**Work order**
The entries follow. Please return all of them exactly.

--------------------------------------------------

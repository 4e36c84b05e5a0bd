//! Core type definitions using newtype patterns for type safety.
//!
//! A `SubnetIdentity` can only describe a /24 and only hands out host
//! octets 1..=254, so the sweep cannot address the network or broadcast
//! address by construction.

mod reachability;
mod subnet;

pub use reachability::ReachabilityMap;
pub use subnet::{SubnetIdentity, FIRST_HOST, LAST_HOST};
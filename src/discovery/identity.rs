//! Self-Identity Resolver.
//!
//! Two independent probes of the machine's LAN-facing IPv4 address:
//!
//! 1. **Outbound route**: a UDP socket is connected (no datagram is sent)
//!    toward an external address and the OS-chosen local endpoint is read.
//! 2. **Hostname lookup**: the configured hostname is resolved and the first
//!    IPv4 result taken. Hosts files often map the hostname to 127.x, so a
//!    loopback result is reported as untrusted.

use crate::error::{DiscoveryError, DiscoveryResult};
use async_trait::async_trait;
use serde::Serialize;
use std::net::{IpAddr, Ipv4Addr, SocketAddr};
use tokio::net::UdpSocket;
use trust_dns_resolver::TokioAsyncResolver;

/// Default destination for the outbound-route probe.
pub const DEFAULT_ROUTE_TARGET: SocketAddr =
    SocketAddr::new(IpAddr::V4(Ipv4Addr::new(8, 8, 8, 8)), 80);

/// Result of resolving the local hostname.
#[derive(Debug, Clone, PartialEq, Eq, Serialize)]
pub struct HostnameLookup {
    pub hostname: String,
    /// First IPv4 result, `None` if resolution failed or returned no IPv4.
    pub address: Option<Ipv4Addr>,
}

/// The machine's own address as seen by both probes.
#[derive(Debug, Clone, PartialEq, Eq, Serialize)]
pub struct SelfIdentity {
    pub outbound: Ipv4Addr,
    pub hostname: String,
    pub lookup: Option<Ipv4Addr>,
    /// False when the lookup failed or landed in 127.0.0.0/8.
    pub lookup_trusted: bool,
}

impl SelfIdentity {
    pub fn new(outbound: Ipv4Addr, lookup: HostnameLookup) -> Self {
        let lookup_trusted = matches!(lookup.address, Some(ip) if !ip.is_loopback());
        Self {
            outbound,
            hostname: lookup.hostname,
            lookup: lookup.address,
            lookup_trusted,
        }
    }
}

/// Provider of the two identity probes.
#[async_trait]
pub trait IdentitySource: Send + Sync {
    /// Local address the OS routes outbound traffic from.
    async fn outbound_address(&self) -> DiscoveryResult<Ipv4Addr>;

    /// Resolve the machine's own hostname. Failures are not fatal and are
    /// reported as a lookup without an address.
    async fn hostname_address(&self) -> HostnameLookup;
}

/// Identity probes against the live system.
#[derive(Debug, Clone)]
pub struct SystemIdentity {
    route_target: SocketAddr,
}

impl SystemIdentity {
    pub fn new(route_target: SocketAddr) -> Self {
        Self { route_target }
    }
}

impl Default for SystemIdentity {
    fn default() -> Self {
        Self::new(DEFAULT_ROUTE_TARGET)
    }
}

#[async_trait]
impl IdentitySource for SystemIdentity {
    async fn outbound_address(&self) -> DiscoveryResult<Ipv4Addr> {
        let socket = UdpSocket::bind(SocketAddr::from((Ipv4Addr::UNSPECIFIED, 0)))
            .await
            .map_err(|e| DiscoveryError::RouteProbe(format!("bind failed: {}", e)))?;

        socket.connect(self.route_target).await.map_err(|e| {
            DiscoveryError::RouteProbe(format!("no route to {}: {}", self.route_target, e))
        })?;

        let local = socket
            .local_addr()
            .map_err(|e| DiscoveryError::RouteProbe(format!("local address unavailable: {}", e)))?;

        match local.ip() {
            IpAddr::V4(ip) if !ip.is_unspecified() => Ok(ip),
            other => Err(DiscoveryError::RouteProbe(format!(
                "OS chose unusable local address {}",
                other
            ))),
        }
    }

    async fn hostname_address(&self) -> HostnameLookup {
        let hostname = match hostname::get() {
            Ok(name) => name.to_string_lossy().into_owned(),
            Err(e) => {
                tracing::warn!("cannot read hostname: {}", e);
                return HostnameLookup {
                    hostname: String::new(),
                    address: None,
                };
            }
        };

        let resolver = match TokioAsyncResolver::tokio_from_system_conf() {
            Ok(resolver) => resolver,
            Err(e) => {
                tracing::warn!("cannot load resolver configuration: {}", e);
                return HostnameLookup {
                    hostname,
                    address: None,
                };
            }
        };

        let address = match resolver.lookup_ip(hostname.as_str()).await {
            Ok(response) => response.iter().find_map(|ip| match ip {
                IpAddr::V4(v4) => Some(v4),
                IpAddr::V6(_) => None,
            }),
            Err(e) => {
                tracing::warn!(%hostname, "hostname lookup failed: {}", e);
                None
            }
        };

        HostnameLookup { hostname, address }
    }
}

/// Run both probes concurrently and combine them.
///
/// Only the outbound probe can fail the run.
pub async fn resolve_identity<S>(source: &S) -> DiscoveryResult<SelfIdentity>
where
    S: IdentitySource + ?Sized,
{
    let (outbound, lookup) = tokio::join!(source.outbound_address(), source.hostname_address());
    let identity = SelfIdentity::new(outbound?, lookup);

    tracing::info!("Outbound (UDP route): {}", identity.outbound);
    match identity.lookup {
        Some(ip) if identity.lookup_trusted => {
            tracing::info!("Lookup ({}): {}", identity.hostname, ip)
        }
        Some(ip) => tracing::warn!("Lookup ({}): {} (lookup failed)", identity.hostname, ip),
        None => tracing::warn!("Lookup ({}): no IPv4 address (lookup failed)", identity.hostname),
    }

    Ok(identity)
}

--------------------------------------------------

**Answer to the problem**
repository 4e36c84b05e5a0bd
//! Core type definitions using newtype patterns for type safety.
//!
//! A `SubnetIdentity` can only describe a /24 and only hands out host
//! octets 1..=254, so the sweep cannot address the network or broadcast
//! address by construction.

mod reachability;
mod subnet;

pub use reachability::ReachabilityMap;
pub use subnet::{SubnetIdentity, FIRST_HOST, LAST_HOST};
filename src/discovery/identity.rs
//! Self-Identity Resolver.
//!
//! Two independent probes of the machine's LAN-facing IPv4 address:
//!
//! 1. **Outbound route**: a UDP socket is connected (no datagram is sent)
//!    toward an external address and the OS-chosen local endpoint is read.
//! 2. **Hostname lookup**: the configured hostname is resolved and the first
//!    IPv4 result taken. Hosts files often map the hostname to 127.x, so a
//!    loopback result is reported as untrusted.

use crate::error::{DiscoveryError, DiscoveryResult};
use async_trait::async_trait;
use serde::Serialize;
use std::net::{IpAddr, Ipv4Addr, SocketAddr};
use tokio::net::UdpSocket;
use trust_dns_resolver::TokioAsyncResolver;

/// Default destination for the outbound-route probe.
pub const DEFAULT_ROUTE_TARGET: SocketAddr =
    SocketAddr::new(IpAddr::V4(Ipv4Addr::new(8, 8, 8, 8)), 80);

/// Result of resolving the local hostname.
#[derive(Debug, Clone, PartialEq, Eq, Serialize)]
pub struct HostnameLookup {
    pub hostname: String,
    /// First IPv4 result, `None` if resolution failed or returned no IPv4.
    pub address: Option<Ipv4Addr>,
}

/// The machine's own address as seen by both probes.
#[derive(Debug, Clone, PartialEq, Eq, Serialize)]
pub struct SelfIdentity {
    pub outbound: Ipv4Addr,
    pub hostname: String,
    pub lookup: Option<Ipv4Addr>,
    /// False when the lookup failed or landed in 127.0.0.0/8.
    pub lookup_trusted: bool,
}

impl SelfIdentity {
    pub fn new(outbound: Ipv4Addr, lookup: HostnameLookup) -> Self {
        let lookup_trusted = matches!(lookup.address, Some(ip) if !ip.is_loopback());
        Self {
            outbound,
            hostname: lookup.hostname,
            lookup: lookup.address,
            lookup_trusted,
        }
    }
}

/// Provider of the two identity probes.
#[async_trait]
pub trait IdentitySource: Send + Sync {
    /// Local address the OS routes outbound traffic from.
    async fn outbound_address(&self) -> DiscoveryResult<Ipv4Addr>;

    /// Resolve the machine's own hostname. Failures are not fatal and are
    /// reported as a lookup without an address.
    async fn hostname_address(&self) -> HostnameLookup;
}

/// Identity probes against the live system.
#[derive(Debug, Clone)]
pub struct SystemIdentity {
    route_target: SocketAddr,
}

impl SystemIdentity {
    pub fn new(route_target: SocketAddr) -> Self {
        Self { route_target }
    }
}

impl Default for SystemIdentity {
    fn default() -> Self {
        Self::new(DEFAULT_ROUTE_TARGET)
    }
}

#[async_trait]
impl IdentitySource for SystemIdentity {
    async fn outbound_address(&self) -> DiscoveryResult<Ipv4Addr> {
        let socket = UdpSocket::bind(SocketAddr::from((Ipv4Addr::UNSPECIFIED, 0)))
            .await
            .map_err(|e| DiscoveryError::RouteProbe(format!("bind failed: {}", e)))?;

        socket.connect(self.route_target).await.map_err(|e| {
            DiscoveryError::RouteProbe(format!("no route to {}: {}", self.route_target, e))
        })?;

        let local = socket
            .local_addr()
            .map_err(|e| DiscoveryError::RouteProbe(format!("local address unavailable: {}", e)))?;

        match local.ip() {
            IpAddr::V4(ip) if !ip.is_unspecified() => Ok(ip),
            other => Err(DiscoveryError::RouteProbe(format!(
                "OS chose unusable local address {}",
                other
            ))),
        }
    }

    async fn hostname_address(&self) -> HostnameLookup {
        let hostname = match hostname::get() {
            Ok(name) => name.to_string_lossy().into_owned(),
            Err(e) => {
                tracing::warn!("cannot read hostname: {}", e);
                return HostnameLookup {
                    hostname: String::new(),
                    address: None,
                };
            }
        };

        let resolver = match TokioAsyncResolver::tokio_from_system_conf() {
            Ok(resolver) => resolver,
            Err(e) => {
                tracing::warn!("cannot load resolver configuration: {}", e);
                return HostnameLookup {
                    hostname,
                    address: None,
                };
            }
        };

        let address = match resolver.lookup_ip(hostname.as_str()).await {
            Ok(response) => response.iter().find_map(|ip| match ip {
                IpAddr::V4(v4) => Some(v4),
                IpAddr::V6(_) => None,
            }),
            Err(e) => {
                tracing::warn!(%hostname, "hostname lookup failed: {}", e);
                None
            }
        };

        HostnameLookup { hostname, address }
    }
}

/// Run both probes concurrently and combine them.
///
/// Only the outbound probe can fail the run.
pub async fn resolve_identity<S>(source: &S) -> DiscoveryResult<SelfIdentity>
where
    S: IdentitySource + ?Sized,
{
    let (outbound, lookup) = tokio::join!(source.outbound_address(), source.hostname_address());
    let identity = SelfIdentity::new(outbound?, lookup);

    tracing::info!("Outbound (UDP route): {}", identity.outbound);
    match identity.lookup {
        Some(ip) if identity.lookup_trusted => {
            tracing::info!("Lookup ({}): {}", identity.hostname, ip)
        }
        Some(ip) => tracing::warn!("Lookup ({}): {} (lookup failed)", identity.hostname, ip),
        None => tracing::warn!("Lookup ({}): no IPv4 address (lookup failed)", identity.hostname),
    }

    Ok(identity)
}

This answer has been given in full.